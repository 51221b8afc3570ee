//! Error types for store operations

use std::fmt;
use std::path::PathBuf;

/// Result type alias for store operations
pub type StoreResult<T> = Result<T, StoreError>;

/// Errors that can occur while reading or appending event files
#[derive(Debug)]
pub enum StoreError {
    /// File access or record encoding failed. The record involved is
    /// considered lost for that tick; it is never retried against a
    /// possibly-corrupt handle.
    IoFailure { path: PathBuf, message: String },
}

impl StoreError {
    pub fn io(path: impl Into<PathBuf>, err: impl fmt::Display) -> Self {
        StoreError::IoFailure {
            path: path.into(),
            message: err.to_string(),
        }
    }
}

impl fmt::Display for StoreError {
    fn fmt(&self, f: &mut fmt::Formatter<'_>) -> fmt::Result {
        match self {
            StoreError::IoFailure { path, message } => {
                write!(f, "event store I/O failure on {}: {}", path.display(), message)
            }
        }
    }
}

impl std::error::Error for StoreError {}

--- BRIEF ---
Retype the listing from above, matching it exactly.

--- EXERCISE SOLUTION ---
repository 51221b8afc3570ee
//! Error types for store operations

use std::fmt;
use std::path::PathBuf;

/// Result type alias for store operations
pub type StoreResult<T> = Result<T, StoreError>;

/// Errors that can occur while reading or appending event files
#[derive(Debug)]
pub enum StoreError {
    /// File access or record encoding failed. The record involved is
    /// considered lost for that tick; it is never retried against a
    /// possibly-corrupt handle.
    IoFailure { path: PathBuf, message: String },
}

impl StoreError {
    pub fn io(path: impl Into<PathBuf>, err: impl fmt::Display) -> Self {
        StoreError::IoFailure {
            path: path.into(),
            message: err.to_string(),
        }
    }
}

impl fmt::Display for StoreError {
    fn fmt(&self, f: &mut fmt::Formatter<'_>) -> fmt::Result {
        match self {
            StoreError::IoFailure { path, message } => {
                write!(f, "event store I/O failure on {}: {}", path.display(), message)
            }
        }
    }
}

impl std::error::Error for StoreError {}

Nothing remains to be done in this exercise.